Exercise requirements — Return the data below exactly, but only from the line containing "Ok::<_, Error>(orchestrator.run(files).await)" through the line containing "to write report", with both of those lines included.

Records for processing —
┄┄┄┄┄┄┄┄┄┄┄┄┄┄┄┄┄┄┄┄

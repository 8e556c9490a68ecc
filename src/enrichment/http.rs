//! Shared HTTP plumbing for the provider clients.
//!
//! Every outbound request goes through a client built here (gzip, user agent,
//! bounded timeout) and through [`send`], which retries transient failures
//! with exponential backoff.

use std::future::Future;
use std::time::Duration;

use crate::enrichment::domain::EnrichmentError;

/// Default User-Agent. MusicBrainz rejects anonymous clients.
pub const USER_AGENT: &str = concat!(
    "MusicRetagger/",
    env!("CARGO_PKG_VERSION"),
    " (https://github.com/music-retagger)"
);

/// Bounded retry settings for transient failures
#[derive(Debug, Clone, Copy, PartialEq, Eq)]
pub struct RetryPolicy {
    /// Retries after the first attempt (0 = single attempt)
    pub max_retries: u32,
    /// Delay before the first retry; doubles on every further retry
    pub backoff: Duration,
}

impl Default for RetryPolicy {
    fn default() -> Self {
        Self {
            max_retries: 2,
            backoff: Duration::from_millis(500),
        }
    }
}

impl RetryPolicy {
    pub fn new(max_retries: u32, backoff: Duration) -> Self {
        Self {
            max_retries,
            backoff,
        }
    }

    /// Single attempt, no retries.
    pub fn none() -> Self {
        Self::new(0, Duration::ZERO)
    }

    /// Delay before retry number `retry` (1-based).
    pub fn backoff_for(&self, retry: u32) -> Duration {
        let factor = 1u32 << retry.saturating_sub(1).min(16);
        self.backoff.saturating_mul(factor)
    }
}

/// Build an HTTP client with gzip, a User-Agent and a per-request timeout.
pub fn build_client(user_agent: &str, timeout: Duration) -> reqwest::Client {
    reqwest::Client::builder()
        .gzip(true)
        .user_agent(user_agent)
        .timeout(timeout)
        .build()
        .expect("Failed to build HTTP client")
}

/// Run `op` until it succeeds, fails with a terminal error, or the retry
/// budget is spent. Only [`EnrichmentError::is_transient`] errors are retried.
pub async fn with_retry<T, F, Fut>(
    policy: &RetryPolicy,
    what: &str,
    mut op: F,
) -> Result<T, EnrichmentError>
where
    F: FnMut() -> Fut,
    Fut: Future<Output = Result<T, EnrichmentError>>,
{
    let mut retry = 0;
    loop {
        match op().await {
            Ok(value) => {
                if retry > 0 {
                    tracing::debug!(what, retry, "request recovered after retry");
                }
                return Ok(value);
            }
            Err(err) if err.is_transient() && retry < policy.max_retries => {
                retry += 1;
                let backoff = policy.backoff_for(retry);
                tracing::warn!(
                    what,
                    retry,
                    backoff_ms = backoff.as_millis() as u64,
                    error = %err,
                    "request failed; retrying"
                );
                tokio::time::sleep(backoff).await;
            }
            Err(err) => return Err(err),
        }
    }
}

/// Send a request with retries and classify the response status.
///
/// `make_request` is called once per attempt because request bodies such as
/// multipart forms can't be replayed. 429 and 5xx responses become transient
/// errors; every other status is handed back for the caller to interpret.
pub async fn send<F>(
    policy: &RetryPolicy,
    what: &str,
    make_request: F,
) -> Result<reqwest::Response, EnrichmentError>
where
    F: Fn() -> reqwest::RequestBuilder,
{
    with_retry(policy, what, || async {
        let response = make_request()
            .send()
            .await
            .map_err(EnrichmentError::from_transport)?;
        classify_status(response)
    })
    .await
}

fn classify_status(response: reqwest::Response) -> Result<reqwest::Response, EnrichmentError> {
    let status = response.status();
    if status == reqwest::StatusCode::TOO_MANY_REQUESTS {
        return Err(EnrichmentError::RateLimited);
    }
    if status.is_server_error() {
        return Err(status_error(status));
    }
    Ok(response)
}

/// Terminal error for a non-success status.
pub fn status_error(status: reqwest::StatusCode) -> EnrichmentError {
    EnrichmentError::HttpStatus {
        status: status.as_u16(),
        message: status.canonical_reason().unwrap_or("Unknown").to_string(),
    }
}
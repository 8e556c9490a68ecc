//! Batch recognition and tagging.

use std::path::Path;
use std::process::ExitCode;

use anyhow::Context;
use tokio::runtime::Runtime;

use super::load_config;
use crate::cli::RunArgs;
use crate::error::Error;
use crate::logging;
use crate::pipeline::{self, BatchOrchestrator, BatchReport, BatchSummary};
use crate::scanner::{self, ScanOptions};

/// Recognize every input file and write tagged copies under the target
pub fn cmd_run(config_path: Option<&Path>, args: &RunArgs) -> anyhow::Result<ExitCode> {
    let config = load_config(config_path, |config| args.apply(config))?;

    let source = config
        .paths
        .source
        .clone()
        .context("No source directory: pass --source or set paths.source")?;
    let target = config
        .paths
        .target
        .clone()
        .context("No target directory: pass --target or set paths.target")?;

    if !source.is_dir() {
        return Err(Error::missing_directory(&source).into());
    }
    std::fs::create_dir_all(&target)
        .with_context(|| format!("Failed to create target directory {:?}", target))?;

    logging::init(Some(&config.paths.log_file))?;

    let files = scanner::collect_input_files(
        &source,
        &ScanOptions {
            extension: config.batch.extension.clone(),
            recursive: config.batch.recursive,
            exclude: config.batch.recursive.then(|| target.clone()),
        },
    )
    .with_context(|| format!("Failed to scan {:?}", source))?;

    println!("Source: {:?}", source);
    println!("Target: {:?}", target);
    println!("Found {} file(s)\n", files.len());

    let rt = Runtime::new()?;
    let started_at = chrono::Utc::now();
    let summary = rt.block_on(async {
        let orchestrator = BatchOrchestrator::from_config(&config, &target)?;
        Ok::<_, Error>(orchestrator.run(files).await)
    })?;
    let finished_at = chrono::Utc::now();

    print_summary(&summary);

    if let Some(report_path) = &args.report {
        let report = BatchReport::new(&summary, &source, &target, started_at, finished_at);
        pipeline::write_report(report_path, &report)
            .with_context(|| format!("Failed to write report {:?}", report_path))?;
        println!("Report written to {:?}", report_path);
    }

    if summary.exceeds(config.batch.max_failure_ratio) {
        eprintln!(
            "Error: {:.0}% of files failed (limit {:.0}%)",
            summary.failure_ratio() * 100.0,
            config.batch.max_failure_ratio * 100.0
        );
        return Ok(ExitCode::FAILURE);
    }
    Ok(ExitCode::SUCCESS)
}

fn print_summary(summary: &BatchSummary) {
    println!();
    println!("Summary");
    println!("───────");
    println!("Processed: {}", summary.processed());
    println!("  ✓ Tagged:  {}", summary.succeeded);
    if summary.without_art > 0 {
        println!("    (without cover art: {})", summary.without_art);
    }
    println!("  - Skipped: {}", summary.skipped);
    println!("  ✗ Failed:  {}", summary.failed);
}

┄┄┄┄┄┄┄┄┄┄┄┄┄┄┄┄┄┄┄┄

Result for this task —
        Ok::<_, Error>(orchestrator.run(files).await)
    })?;
    let finished_at = chrono::Utc::now();

    print_summary(&summary);

    if let Some(report_path) = &args.report {
        let report = BatchReport::new(&summary, &source, &target, started_at, finished_at);
        pipeline::write_report(report_path, &report)
            .with_context(|| format!("Failed to write report {:?}", report_path))?;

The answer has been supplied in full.